Category Archives: social networking
Eleven years ago today, I started my first job in IT (although it was still called MIS back then). It was a career change away from the medical profession (I was a really bored medical secretary who had applied to med school), and it led me a very long way. I moved from there to my first law firm, and then became IT Director of two different Boston law firms.
By the time this post publishes today, I’ll be several hours into my first day as an Inbound Marketing Consultant at HubSpot. Eleven years after entering IT, I am making another career change.
Some of you knew this change was coming, some didn’t. I figured I’d take advantage of this “announcement” post to answer some questions that I’ve been asked recently:
Why the change?
Well, you know the saying that some folks climb all the way to the top of the ladder only to find that it’s leaning against the wrong building? Yeah, that’s me. I wasn’t happy doing what I was doing and cared more about a lot of the peripheral job functions (okay, well, leading geeks and budgeting weren’t truly peripheral…) than I cared about the plumbing aspects of the job.
But weren’t you really active in the legal IT community?
Yup. And leaving ILTA was incredibly difficult. However, in many ways, ILTA and my role as Social Networking Coordinator for the ILTA ’09 Conference precipitated this change. I realized that I adored what I was doing in marketing and social networking, and I decided to follow my heart.
What’s going to happen to this blog?
Leadership is still incredibly important to me, and I expect that I will still blog on the topic. I also expect that I will become a “geek in transition” and will blog about what I’m learning at my new job. I’m going to blog on what interests me, and we’ll all just see where it goes. I definitely appreciate those of you who have been reading since I started blogging in early ’08, but I understand that you’ll stop if I bore you. I hope to not be boring, but such is life, eh?
This should be an interesting ride.
Blogging about social networking as always seemed so dreadfully meta to me that I’ve avoided doing it until now. Sure, I’ve written articles and given webinars about social networking, but if you’re already reading my blog, shouldn’t you already “get it” to some extent? My perceived redundancy aside, I recently experienced a very powerful positive effect of social networking that I wanted to share with (inflict on?) all of you.

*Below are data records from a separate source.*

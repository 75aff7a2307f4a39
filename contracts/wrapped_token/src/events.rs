use soroban_sdk::{contractevent, Address};

#[contractevent(topics = ["wrapped", "mint"])]
pub struct Mint {
    pub to: Address,
    pub amount: i128,
}

#[contractevent(topics = ["wrapped", "transfer"])]
pub struct Transfer {
    pub from: Address,
    pub to: Address,
    pub amount: i128,
}
use soroban_sdk::{contracttype, Address, Env, String, Symbol, Val, Vec};

/// Size of the signer set. Fixed for the lifetime of the wallet.
pub const SIGNER_COUNT: u32 = 15;

/// Confirmations required before a transaction may execute.
pub const THRESHOLD: u32 = 5;

/// Strkey of the all-zero ed25519 account, used as the null identity.
pub const NULL_ACCOUNT: &str = "GAAAAAAAAAAAAAAAAAAAAAAAAAAAAAAAAAAAAAAAAAAAAAAAAAAAAWHF";

pub const DAY_IN_LEDGERS: u32 = 17280;

/// Wallet configuration lives as long as the contract instance.
pub const INSTANCE_BUMP_AMOUNT: u32 = 7 * DAY_IN_LEDGERS;
pub const INSTANCE_LIFETIME_THRESHOLD: u32 = INSTANCE_BUMP_AMOUNT - DAY_IN_LEDGERS;

/// Transactions and their confirmations are kept alive on every touch.
pub const LEDGER_BUMP_AMOUNT: u32 = 30 * DAY_IN_LEDGERS;
pub const LEDGER_LIFETIME_THRESHOLD: u32 = LEDGER_BUMP_AMOUNT - DAY_IN_LEDGERS;

pub fn null_address(env: &Env) -> Address {
    Address::from_string(&String::from_str(env, NULL_ACCOUNT))
}

#[contracttype]
#[derive(Clone)]
pub enum DataKey {
    Initialized,
    Signers,
    ValueToken,
    TransactionCount,
    Transaction(u64),
    Confirmations(u64),
    SelfCall,
}

/// Function call carried by a transaction.
#[contracttype]
#[derive(Clone, Debug, Eq, PartialEq)]
pub struct Call {
    pub function: Symbol,
    pub args: Vec<Val>,
}

#[contracttype]
#[derive(Clone, Debug, Eq, PartialEq)]
pub struct Transaction {
    pub destination: Address,
    pub value: i128,
    /// Zero or one call; empty for a plain value transfer.
    pub data: Vec<Call>,
    pub executed: bool,
}

/// Result of running a transaction through the quorum check.
#[contracttype]
#[derive(Copy, Clone, Debug, Eq, PartialEq)]
#[repr(u32)]
pub enum ExecutionStatus {
    /// Quorum not reached, nothing was attempted
    Pending = 0,
    /// Destination call succeeded, the transaction is closed
    Executed = 1,
    /// Destination call failed; the transaction stays open for a retry
    Failed = 2,
}
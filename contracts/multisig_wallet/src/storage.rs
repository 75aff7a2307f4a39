//! Storage accessors for the wallet.
//!
//! Configuration and counters sit in instance storage. Each transaction and
//! its confirmation list is a persistent entry of its own, so the ledger can
//! grow without bound.

use soroban_sdk::{panic_with_error, Address, Env, Vec};

use crate::errors::WalletError;
use crate::types::{
    DataKey, Transaction, INSTANCE_BUMP_AMOUNT, INSTANCE_LIFETIME_THRESHOLD, LEDGER_BUMP_AMOUNT,
    LEDGER_LIFETIME_THRESHOLD,
};

pub fn extend_instance(env: &Env) {
    env.storage()
        .instance()
        .extend_ttl(INSTANCE_LIFETIME_THRESHOLD, INSTANCE_BUMP_AMOUNT);
}

fn extend_persistent(env: &Env, key: &DataKey) {
    env.storage()
        .persistent()
        .extend_ttl(key, LEDGER_LIFETIME_THRESHOLD, LEDGER_BUMP_AMOUNT);
}

pub fn is_initialized(env: &Env) -> bool {
    env.storage().instance().has(&DataKey::Initialized)
}

pub fn set_initialized(env: &Env) {
    env.storage().instance().set(&DataKey::Initialized, &true);
}

pub fn get_signers(env: &Env) -> Vec<Address> {
    env.storage()
        .instance()
        .get(&DataKey::Signers)
        .unwrap_or_else(|| panic_with_error!(env, WalletError::NotInitialized))
}

pub fn set_signers(env: &Env, signers: &Vec<Address>) {
    env.storage().instance().set(&DataKey::Signers, signers);
}

pub fn get_value_token(env: &Env) -> Address {
    env.storage()
        .instance()
        .get(&DataKey::ValueToken)
        .unwrap_or_else(|| panic_with_error!(env, WalletError::NotInitialized))
}

pub fn set_value_token(env: &Env, token: &Address) {
    env.storage().instance().set(&DataKey::ValueToken, token);
}

pub fn get_transaction_count(env: &Env) -> u64 {
    env.storage()
        .instance()
        .get(&DataKey::TransactionCount)
        .unwrap_or(0u64)
}

pub fn set_transaction_count(env: &Env, count: u64) {
    env.storage().instance().set(&DataKey::TransactionCount, &count);
}

pub fn get_transaction(env: &Env, tx_id: u64) -> Option<Transaction> {
    env.storage().persistent().get(&DataKey::Transaction(tx_id))
}

pub fn set_transaction(env: &Env, tx_id: u64, tx: &Transaction) {
    let key = DataKey::Transaction(tx_id);
    env.storage().persistent().set(&key, tx);
    extend_persistent(env, &key);
}

pub fn get_confirmations(env: &Env, tx_id: u64) -> Vec<Address> {
    env.storage()
        .persistent()
        .get(&DataKey::Confirmations(tx_id))
        .unwrap_or(Vec::new(env))
}

pub fn set_confirmations(env: &Env, tx_id: u64, confirmations: &Vec<Address>) {
    let key = DataKey::Confirmations(tx_id);
    env.storage().persistent().set(&key, confirmations);
    extend_persistent(env, &key);
}

/// Keeps an open transaction and its confirmations from being archived.
pub fn extend_transaction(env: &Env, tx_id: u64) {
    for key in [DataKey::Transaction(tx_id), DataKey::Confirmations(tx_id)] {
        if env.storage().persistent().has(&key) {
            extend_persistent(env, &key);
        }
    }
}

pub fn is_self_call(env: &Env) -> bool {
    env.storage().instance().has(&DataKey::SelfCall)
}

/// Raises or lowers the self-call capability. Only the execution dispatcher
/// may call this.
pub fn set_self_call(env: &Env, active: bool) {
    if active {
        env.storage().instance().set(&DataKey::SelfCall, &true);
    } else {
        env.storage().instance().remove(&DataKey::SelfCall);
    }
}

In an article that will appear in an upcoming issue of ILTA’s Peer to Peer magazine, I make the argument that social networking saves me time and makes me more efficient. While I experience that daily at work, my recent trip to Seattle for (gasp) vacation brought that home in a much more tangible way.
It all started with a single Tweet:
@jennsteele: I’m heading to Seattle soon; what are things I “can’t miss” in the city, on the San Juan islands, and in any of the surrounding area?
Suggestions started arriving immediately to go to this or that restaurant, see various attractions and neighborhoods, and I received two very long emails full of restaurant recommendations and sightseeing tips. These tweets and emails were my guide during my trip, and saved me countless hours of research that I would have done otherwise. For example, I found an amazing Japanese restaurant (Nishino, on the recommendation of @Donna_Payne from Payne Consulting), a great steak house (the Metropolitan Grill, on the recommendation of Beau Mersereau (@beaum) from Fish & Richardson), and the most amazing beer selection I’ve ever seen (the Taphouse Grill, thanks to Faith Drewry from EIM).
I have another nine or ten examples, but I think I’ve proven my point. Instead of spending my time researching, I spent it with my husband sightseeing, relaxing, and watching the Roddick/Federer match. (Side note: I found out about the craziness of that match from Twitter, prompting me to turn it on.) Twitter and Facebook saved me more time in this single week than I spend on the two tools in two months combined. ROI, indeed.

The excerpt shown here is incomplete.